A potential new treatment for mast cell cancers reduces the number of mast cells by “mutating” the messenger RNA (mRNA) before it can deliver instructions for manufacturing the gene responsible for cell proliferation.

The method, known as frameshifting, changes the pre-mRNA so that the mature mRNA is degraded and any protein produced from its instructions is altered and inert. In a mouse model, frameshifting directed at the c-KIT gene reduced mast cell tumor size and prevented infiltration into other organs.

Mast cells regulate immune responses. But too many mast cells can result in a number of diseases, the most serious of which are mast cell leukemia and mast cell sarcoma. A gene known as c-KIT produces a protein, KIT, which is associated with mast cell survival and proliferation. C-KIT mutations can increase proliferation of mast cells in multiple organs, leading to mast cell cancers.

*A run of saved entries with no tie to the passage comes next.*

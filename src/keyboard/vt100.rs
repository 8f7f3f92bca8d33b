//! ANSI / VT100 emulation: xterm-style CSI sequences.
//!
//! Modified keys use the `CSI 1 ; <m>` form with `m` = 2 (Shift),
//! 5 (Ctrl) and 6 (Ctrl+Shift).  F1..F4 are SS3 when unmodified.
//!
//! Some rows deliberately differ from captures of older firmware, which
//! sent malformed sequences: Up with Ctrl+Shift, Insert with Shift, Delete
//! with Ctrl and Ctrl+Shift, End with Shift, and plain F1..F4.  Those
//! rows now follow xterm.  Page Up/Down with Ctrl+Shift and Home/End
//! with Ctrl still send nothing.

use super::escape::{EscapeTable, Segment, Sequence};
use super::Emulation;

/// Wrap one byte string as a sequence.
macro_rules! seq {
    () => {
        &[]
    };
    ($bytes:literal) => {
        &[Segment::Bytes($bytes)]
    };
}

const NEWLINE: Sequence = seq!(b"\n");
const SUB: Sequence = seq!(b"\x1a");

pub(crate) static TABLE: EscapeTable = [
    // Enter
    [NEWLINE, NEWLINE, NEWLINE, NEWLINE],
    // Up
    [seq!(b"\x1b[A"), seq!(b"\x1b[1;2A"), seq!(b"\x1b[1;5A"), seq!(b"\x1b[1;6A")],
    // Down
    [seq!(b"\x1b[B"), seq!(b"\x1b[1;2B"), seq!(b"\x1b[1;5B"), seq!(b"\x1b[1;6B")],
    // Right
    [seq!(b"\x1b[C"), seq!(b"\x1b[1;2C"), seq!(b"\x1b[1;5C"), seq!(b"\x1b[1;6C")],
    // Left
    [seq!(b"\x1b[D"), seq!(b"\x1b[1;2D"), seq!(b"\x1b[1;5D"), seq!(b"\x1b[1;6D")],
    // Insert
    [seq!(b"\x1b[2~"), seq!(b"\x1b[2;2~"), seq!(b"\x1b[2;5~"), seq!(b"\x1b[2;6~")],
    // Delete
    [seq!(b"\x1b[3~"), seq!(b"\x1b[3;2~"), seq!(b"\x1b[3;5~"), seq!(b"\x1b[3;6~")],
    // Page Up
    [seq!(b"\x1b[5~"), seq!(b"\x1b[5;2~"), seq!(b"\x1b[5;5~"), seq!()],
    // Page Down
    [seq!(b"\x1b[6~"), seq!(b"\x1b[6;2~"), seq!(b"\x1b[6;5~"), seq!()],
    // Home
    [seq!(b"\x1b[H"), seq!(b"\x1b[1;2H"), seq!(), seq!()],
    // End
    [seq!(b"\x1b[F"), seq!(b"\x1b[1;2F"), seq!(), seq!()],
    // Pause
    [SUB, SUB, seq!(), seq!()],
    // F1..F4
    [seq!(b"\x1bOP"), seq!(b"\x1b[1;2P"), seq!(b"\x1b[1;5P"), seq!(b"\x1b[1;6P")],
    [seq!(b"\x1bOQ"), seq!(b"\x1b[1;2Q"), seq!(b"\x1b[1;5Q"), seq!(b"\x1b[1;6Q")],
    [seq!(b"\x1bOR"), seq!(b"\x1b[1;2R"), seq!(b"\x1b[1;5R"), seq!(b"\x1b[1;6R")],
    [seq!(b"\x1bOS"), seq!(b"\x1b[1;2S"), seq!(b"\x1b[1;5S"), seq!(b"\x1b[1;6S")],
    // F5..F12
    [seq!(b"\x1b[15~"), seq!(b"\x1b[15;2~"), seq!(b"\x1b[15;5~"), seq!(b"\x1b[15;6~")],
    [seq!(b"\x1b[17~"), seq!(b"\x1b[17;2~"), seq!(b"\x1b[17;5~"), seq!(b"\x1b[17;6~")],
    [seq!(b"\x1b[18~"), seq!(b"\x1b[18;2~"), seq!(b"\x1b[18;5~"), seq!(b"\x1b[18;6~")],
    [seq!(b"\x1b[19~"), seq!(b"\x1b[19;2~"), seq!(b"\x1b[19;5~"), seq!(b"\x1b[19;6~")],
    [seq!(b"\x1b[20~"), seq!(b"\x1b[20;2~"), seq!(b"\x1b[20;5~"), seq!(b"\x1b[20;6~")],
    [seq!(b"\x1b[21~"), seq!(b"\x1b[21;2~"), seq!(b"\x1b[21;5~"), seq!(b"\x1b[21;6~")],
    [seq!(b"\x1b[23~"), seq!(b"\x1b[23;2~"), seq!(b"\x1b[23;5~"), seq!(b"\x1b[23;6~")],
    [seq!(b"\x1b[24~"), seq!(b"\x1b[24;2~"), seq!(b"\x1b[24;5~"), seq!(b"\x1b[24;6~")],
];

/// xterm-compatible terminal. Intercepts no extra hot-keys.
#[derive(Clone, Copy, Debug, Default)]
pub struct Vt100;

impl Emulation for Vt100 {
    fn table(&self) -> &'static EscapeTable {
        &TABLE
    }
}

“Current treatments for mast cell cancers target signaling from the receptor encoded by the c-KIT gene, and the efficacy of current therapies can be negatively affected by c-KIT mutations associated with disease development,” says Glenn Cruse, assistant professor of immunology at the NC State College of Veterinary Medicine and corresponding author of the research. “We are targeting the gene itself, regardless of mutation. If we target the gene that drives progression, then we can target the disease.”

Cruse and a team of researchers from NC State University and the National Institutes of Health (NIH) used a technique known as exon skipping to produce the frameshift mutation.

Before a gene or protein is produced, the pre-mRNA, which is composed of both coding and non-coding regions called exons and introns, is spliced so that introns are removed and only the exons – a gene’s “production instructions” – remain. The resulting mature mRNA then delivers its instructions and the gene or protein is produced.

Glenn Cruse

Glenn Cruse, CVM assistant professor of immunology. Photo by John Joyner/NC State Veterinary Medicine

If something goes wrong or a mutation occurs, a stop codon – a short sequence in the mRNA – stops production of the faulty protein by causing that strand of the mRNA to be degraded or destroyed.

The researchers used this mechanism to their advantage by binding a short RNA molecule called an oligonucleotide to exon 4 within the c-KIT pre-mRNA, effectively fooling the splicing proteins into thinking the exon was an intron and removing it. The missing, or skipped, exon creates a frameshift in the reading frame of the mRNA, causing it to be recognized as a mutant and degraded.

“We are altering the message that makes the protein – flipping an ‘on’ switch to ‘off,’” Cruse says. “If you get mRNA to produce a protein that is mutated and severely truncated, your cell will recognize that and degrade the message so that the protein isn’t produced.”

The researchers used their frameshifted c-KIT mRNA approach on mast cell leukemia cells in vitro and found that KIT protein expression, signaling and function were reduced. The cancer cells stopped proliferating and began dying within hours. In a mouse model, tumor growth and infiltration of other organs were reduced and tumor cell death increased when the frameshifted c-KIT mRNA was induced.

“The other advantage to our technique is that it solves the problem of degradation evasion,” Cruse says. “Occasionally faulty messages will evade degradation and their mutated proteins get produced anyway. But proteins produced by the frameshifted c-KIT mRNA are inert, or non-functional. So even if they get produced, they cannot cause more harm.”

The research appears in Molecular Therapy and is supported by the National Institutes of Health. NC State postdoctoral researcher Douglas Snider is first author. The technology described in the paper has been licensed by Hoth Therapeutics.